= Provided data =
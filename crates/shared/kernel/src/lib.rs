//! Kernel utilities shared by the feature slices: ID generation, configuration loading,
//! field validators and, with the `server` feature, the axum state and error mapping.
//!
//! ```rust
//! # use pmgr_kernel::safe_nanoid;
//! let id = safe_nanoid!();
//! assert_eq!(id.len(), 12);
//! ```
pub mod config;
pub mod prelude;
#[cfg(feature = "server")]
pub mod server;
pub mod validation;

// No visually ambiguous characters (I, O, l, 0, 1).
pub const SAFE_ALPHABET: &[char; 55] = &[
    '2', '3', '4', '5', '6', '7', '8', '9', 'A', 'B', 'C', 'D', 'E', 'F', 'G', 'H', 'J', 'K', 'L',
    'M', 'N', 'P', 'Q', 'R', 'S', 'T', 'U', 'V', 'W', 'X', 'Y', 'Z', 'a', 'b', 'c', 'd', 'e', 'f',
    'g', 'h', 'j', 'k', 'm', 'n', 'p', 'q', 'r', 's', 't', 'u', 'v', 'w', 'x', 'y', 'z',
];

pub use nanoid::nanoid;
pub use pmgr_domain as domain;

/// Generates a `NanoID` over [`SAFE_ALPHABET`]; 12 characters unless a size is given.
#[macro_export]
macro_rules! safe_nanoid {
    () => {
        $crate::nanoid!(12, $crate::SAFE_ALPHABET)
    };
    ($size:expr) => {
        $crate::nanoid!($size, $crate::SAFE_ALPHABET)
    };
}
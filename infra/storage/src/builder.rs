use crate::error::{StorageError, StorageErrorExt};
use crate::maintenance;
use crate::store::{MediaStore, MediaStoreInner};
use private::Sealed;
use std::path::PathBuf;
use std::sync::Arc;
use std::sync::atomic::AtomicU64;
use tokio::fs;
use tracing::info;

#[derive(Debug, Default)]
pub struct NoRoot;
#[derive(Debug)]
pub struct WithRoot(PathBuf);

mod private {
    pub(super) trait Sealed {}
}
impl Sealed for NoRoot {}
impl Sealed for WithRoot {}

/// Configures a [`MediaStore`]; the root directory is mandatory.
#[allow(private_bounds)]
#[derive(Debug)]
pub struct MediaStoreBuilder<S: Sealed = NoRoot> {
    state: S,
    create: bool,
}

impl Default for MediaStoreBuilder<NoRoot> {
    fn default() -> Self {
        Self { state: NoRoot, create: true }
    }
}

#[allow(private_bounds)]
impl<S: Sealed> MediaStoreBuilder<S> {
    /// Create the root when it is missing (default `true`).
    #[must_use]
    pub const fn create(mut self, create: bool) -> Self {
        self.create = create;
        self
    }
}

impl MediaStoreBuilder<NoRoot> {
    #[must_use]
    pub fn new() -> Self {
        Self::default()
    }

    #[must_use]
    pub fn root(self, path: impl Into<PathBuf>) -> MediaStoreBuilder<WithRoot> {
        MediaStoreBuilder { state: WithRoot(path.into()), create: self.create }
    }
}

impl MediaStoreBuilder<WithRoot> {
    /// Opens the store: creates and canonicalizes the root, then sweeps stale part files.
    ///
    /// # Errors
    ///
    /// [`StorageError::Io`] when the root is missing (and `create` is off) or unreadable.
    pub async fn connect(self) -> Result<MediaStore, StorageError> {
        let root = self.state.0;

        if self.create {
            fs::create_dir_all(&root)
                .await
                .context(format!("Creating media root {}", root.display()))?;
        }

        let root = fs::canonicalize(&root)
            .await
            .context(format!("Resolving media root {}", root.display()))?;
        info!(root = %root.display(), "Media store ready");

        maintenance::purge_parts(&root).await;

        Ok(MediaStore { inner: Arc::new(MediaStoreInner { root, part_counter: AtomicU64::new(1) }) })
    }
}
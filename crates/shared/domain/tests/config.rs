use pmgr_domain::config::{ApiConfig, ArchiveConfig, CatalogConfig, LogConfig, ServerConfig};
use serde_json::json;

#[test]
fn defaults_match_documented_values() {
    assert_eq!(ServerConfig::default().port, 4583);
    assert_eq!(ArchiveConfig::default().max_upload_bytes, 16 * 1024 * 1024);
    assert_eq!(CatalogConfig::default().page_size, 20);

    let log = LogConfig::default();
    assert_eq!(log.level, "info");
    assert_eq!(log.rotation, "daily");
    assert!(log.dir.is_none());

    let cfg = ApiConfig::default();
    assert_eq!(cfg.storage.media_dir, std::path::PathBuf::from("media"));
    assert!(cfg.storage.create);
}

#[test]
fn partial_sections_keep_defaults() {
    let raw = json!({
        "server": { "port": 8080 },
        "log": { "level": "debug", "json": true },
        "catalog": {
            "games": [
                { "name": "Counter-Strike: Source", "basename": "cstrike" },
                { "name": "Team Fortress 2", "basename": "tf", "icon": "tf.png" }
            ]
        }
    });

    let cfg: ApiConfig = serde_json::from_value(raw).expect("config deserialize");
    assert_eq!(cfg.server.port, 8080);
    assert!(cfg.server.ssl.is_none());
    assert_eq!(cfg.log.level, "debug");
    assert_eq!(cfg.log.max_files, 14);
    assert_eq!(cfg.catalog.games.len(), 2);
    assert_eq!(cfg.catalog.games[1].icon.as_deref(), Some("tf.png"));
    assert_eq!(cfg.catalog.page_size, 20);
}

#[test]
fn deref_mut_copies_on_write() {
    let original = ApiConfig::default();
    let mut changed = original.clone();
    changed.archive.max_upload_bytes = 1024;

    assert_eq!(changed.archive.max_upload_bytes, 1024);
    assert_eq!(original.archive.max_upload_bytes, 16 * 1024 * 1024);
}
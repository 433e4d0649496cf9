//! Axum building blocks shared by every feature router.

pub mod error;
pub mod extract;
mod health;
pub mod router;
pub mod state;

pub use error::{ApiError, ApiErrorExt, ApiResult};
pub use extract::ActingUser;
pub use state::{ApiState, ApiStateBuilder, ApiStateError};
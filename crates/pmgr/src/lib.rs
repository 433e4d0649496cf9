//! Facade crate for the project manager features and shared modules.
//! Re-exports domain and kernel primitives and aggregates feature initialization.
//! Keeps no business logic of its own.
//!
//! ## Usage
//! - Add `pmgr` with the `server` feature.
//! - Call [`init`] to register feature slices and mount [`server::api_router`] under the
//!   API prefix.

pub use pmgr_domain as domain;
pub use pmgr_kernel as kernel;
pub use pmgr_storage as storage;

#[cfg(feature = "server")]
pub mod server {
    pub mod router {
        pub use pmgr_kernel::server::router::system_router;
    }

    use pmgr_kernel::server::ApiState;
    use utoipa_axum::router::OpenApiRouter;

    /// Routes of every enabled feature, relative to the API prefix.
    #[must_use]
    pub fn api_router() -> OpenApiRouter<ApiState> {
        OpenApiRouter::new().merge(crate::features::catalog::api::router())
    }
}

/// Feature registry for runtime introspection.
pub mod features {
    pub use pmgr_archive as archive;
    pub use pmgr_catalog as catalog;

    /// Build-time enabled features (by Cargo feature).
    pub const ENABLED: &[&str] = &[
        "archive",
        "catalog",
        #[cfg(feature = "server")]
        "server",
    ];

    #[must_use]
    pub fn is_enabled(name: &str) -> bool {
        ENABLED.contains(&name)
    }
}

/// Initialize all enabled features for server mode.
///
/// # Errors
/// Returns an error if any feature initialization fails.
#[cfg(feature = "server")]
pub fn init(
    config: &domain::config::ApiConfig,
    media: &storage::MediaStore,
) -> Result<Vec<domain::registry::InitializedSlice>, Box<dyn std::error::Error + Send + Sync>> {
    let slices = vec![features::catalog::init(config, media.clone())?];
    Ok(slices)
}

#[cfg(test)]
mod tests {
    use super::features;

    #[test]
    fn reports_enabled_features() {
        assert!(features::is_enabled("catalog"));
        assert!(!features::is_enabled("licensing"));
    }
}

= Task directions =
Your task is to reproduce all of the records exactly.

= Response below =
filename crates/shared/kernel/src/lib.rs
//! Kernel utilities shared by the feature slices: ID generation, configuration loading,
//! field validators and, with the `server` feature, the axum state and error mapping.
//!
//! ```rust
//! # use pmgr_kernel::safe_nanoid;
//! let id = safe_nanoid!();
//! assert_eq!(id.len(), 12);
//! ```
pub mod config;
pub mod prelude;
#[cfg(feature = "server")]
pub mod server;
pub mod validation;

// No visually ambiguous characters (I, O, l, 0, 1).
pub const SAFE_ALPHABET: &[char; 55] = &[
    '2', '3', '4', '5', '6', '7', '8', '9', 'A', 'B', 'C', 'D', 'E', 'F', 'G', 'H', 'J', 'K', 'L',
    'M', 'N', 'P', 'Q', 'R', 'S', 'T', 'U', 'V', 'W', 'X', 'Y', 'Z', 'a', 'b', 'c', 'd', 'e', 'f',
    'g', 'h', 'j', 'k', 'm', 'n', 'p', 'q', 'r', 's', 't', 'u', 'v', 'w', 'x', 'y', 'z',
];

pub use nanoid::nanoid;
pub use pmgr_domain as domain;

/// Generates a `NanoID` over [`SAFE_ALPHABET`]; 12 characters unless a size is given.
#[macro_export]
macro_rules! safe_nanoid {
    () => {
        $crate::nanoid!(12, $crate::SAFE_ALPHABET)
    };
    ($size:expr) => {
        $crate::nanoid!($size, $crate::SAFE_ALPHABET)
    };
}
filename infra/storage/src/builder.rs
use crate::error::{StorageError, StorageErrorExt};
use crate::maintenance;
use crate::store::{MediaStore, MediaStoreInner};
use private::Sealed;
use std::path::PathBuf;
use std::sync::Arc;
use std::sync::atomic::AtomicU64;
use tokio::fs;
use tracing::info;

#[derive(Debug, Default)]
pub struct NoRoot;
#[derive(Debug)]
pub struct WithRoot(PathBuf);

mod private {
    pub(super) trait Sealed {}
}
impl Sealed for NoRoot {}
impl Sealed for WithRoot {}

/// Configures a [`MediaStore`]; the root directory is mandatory.
#[allow(private_bounds)]
#[derive(Debug)]
pub struct MediaStoreBuilder<S: Sealed = NoRoot> {
    state: S,
    create: bool,
}

impl Default for MediaStoreBuilder<NoRoot> {
    fn default() -> Self {
        Self { state: NoRoot, create: true }
    }
}

#[allow(private_bounds)]
impl<S: Sealed> MediaStoreBuilder<S> {
    /// Create the root when it is missing (default `true`).
    #[must_use]
    pub const fn create(mut self, create: bool) -> Self {
        self.create = create;
        self
    }
}

impl MediaStoreBuilder<NoRoot> {
    #[must_use]
    pub fn new() -> Self {
        Self::default()
    }

    #[must_use]
    pub fn root(self, path: impl Into<PathBuf>) -> MediaStoreBuilder<WithRoot> {
        MediaStoreBuilder { state: WithRoot(path.into()), create: self.create }
    }
}

impl MediaStoreBuilder<WithRoot> {
    /// Opens the store: creates and canonicalizes the root, then sweeps stale part files.
    ///
    /// # Errors
    ///
    /// [`StorageError::Io`] when the root is missing (and `create` is off) or unreadable.
    pub async fn connect(self) -> Result<MediaStore, StorageError> {
        let root = self.state.0;

        if self.create {
            fs::create_dir_all(&root)
                .await
                .context(format!("Creating media root {}", root.display()))?;
        }

        let root = fs::canonicalize(&root)
            .await
            .context(format!("Resolving media root {}", root.display()))?;
        info!(root = %root.display(), "Media store ready");

        maintenance::purge_parts(&root).await;

        Ok(MediaStore { inner: Arc::new(MediaStoreInner { root, part_counter: AtomicU64::new(1) }) })
    }
}
filename crates/shared/domain/tests/config.rs
use pmgr_domain::config::{ApiConfig, ArchiveConfig, CatalogConfig, LogConfig, ServerConfig};
use serde_json::json;

#[test]
fn defaults_match_documented_values() {
    assert_eq!(ServerConfig::default().port, 4583);
    assert_eq!(ArchiveConfig::default().max_upload_bytes, 16 * 1024 * 1024);
    assert_eq!(CatalogConfig::default().page_size, 20);

    let log = LogConfig::default();
    assert_eq!(log.level, "info");
    assert_eq!(log.rotation, "daily");
    assert!(log.dir.is_none());

    let cfg = ApiConfig::default();
    assert_eq!(cfg.storage.media_dir, std::path::PathBuf::from("media"));
    assert!(cfg.storage.create);
}

#[test]
fn partial_sections_keep_defaults() {
    let raw = json!({
        "server": { "port": 8080 },
        "log": { "level": "debug", "json": true },
        "catalog": {
            "games": [
                { "name": "Counter-Strike: Source", "basename": "cstrike" },
                { "name": "Team Fortress 2", "basename": "tf", "icon": "tf.png" }
            ]
        }
    });

    let cfg: ApiConfig = serde_json::from_value(raw).expect("config deserialize");
    assert_eq!(cfg.server.port, 8080);
    assert!(cfg.server.ssl.is_none());
    assert_eq!(cfg.log.level, "debug");
    assert_eq!(cfg.log.max_files, 14);
    assert_eq!(cfg.catalog.games.len(), 2);
    assert_eq!(cfg.catalog.games[1].icon.as_deref(), Some("tf.png"));
    assert_eq!(cfg.catalog.page_size, 20);
}

#[test]
fn deref_mut_copies_on_write() {
    let original = ApiConfig::default();
    let mut changed = original.clone();
    changed.archive.max_upload_bytes = 1024;

    assert_eq!(changed.archive.max_upload_bytes, 1024);
    assert_eq!(original.archive.max_upload_bytes, 16 * 1024 * 1024);
}
repository 433e4d0649496cf9
//! Axum building blocks shared by every feature router.

pub mod error;
pub mod extract;
mod health;
pub mod router;
pub mod state;

pub use error::{ApiError, ApiErrorExt, ApiResult};
pub use extract::ActingUser;
pub use state::{ApiState, ApiStateBuilder, ApiStateError};
filename crates/pmgr/src/lib.rs
repository 433e4d0649496cf9
//! Facade crate for the project manager features and shared modules.
//! Re-exports domain and kernel primitives and aggregates feature initialization.
//! Keeps no business logic of its own.
//!
//! ## Usage
//! - Add `pmgr` with the `server` feature.
//! - Call [`init`] to register feature slices and mount [`server::api_router`] under the
//!   API prefix.

pub use pmgr_domain as domain;
pub use pmgr_kernel as kernel;
pub use pmgr_storage as storage;

#[cfg(feature = "server")]
pub mod server {
    pub mod router {
        pub use pmgr_kernel::server::router::system_router;
    }

    use pmgr_kernel::server::ApiState;
    use utoipa_axum::router::OpenApiRouter;

    /// Routes of every enabled feature, relative to the API prefix.
    #[must_use]
    pub fn api_router() -> OpenApiRouter<ApiState> {
        OpenApiRouter::new().merge(crate::features::catalog::api::router())
    }
}

/// Feature registry for runtime introspection.
pub mod features {
    pub use pmgr_archive as archive;
    pub use pmgr_catalog as catalog;

    /// Build-time enabled features (by Cargo feature).
    pub const ENABLED: &[&str] = &[
        "archive",
        "catalog",
        #[cfg(feature = "server")]
        "server",
    ];

    #[must_use]
    pub fn is_enabled(name: &str) -> bool {
        ENABLED.contains(&name)
    }
}

/// Initialize all enabled features for server mode.
///
/// # Errors
/// Returns an error if any feature initialization fails.
#[cfg(feature = "server")]
pub fn init(
    config: &domain::config::ApiConfig,
    media: &storage::MediaStore,
) -> Result<Vec<domain::registry::InitializedSlice>, Box<dyn std::error::Error + Send + Sync>> {
    let slices = vec![features::catalog::init(config, media.clone())?];
    Ok(slices)
}

#[cfg(test)]
mod tests {
    use super::features;

    #[test]
    fn reports_enabled_features() {
        assert!(features::is_enabled("catalog"));
        assert!(!features::is_enabled("licensing"));
    }
}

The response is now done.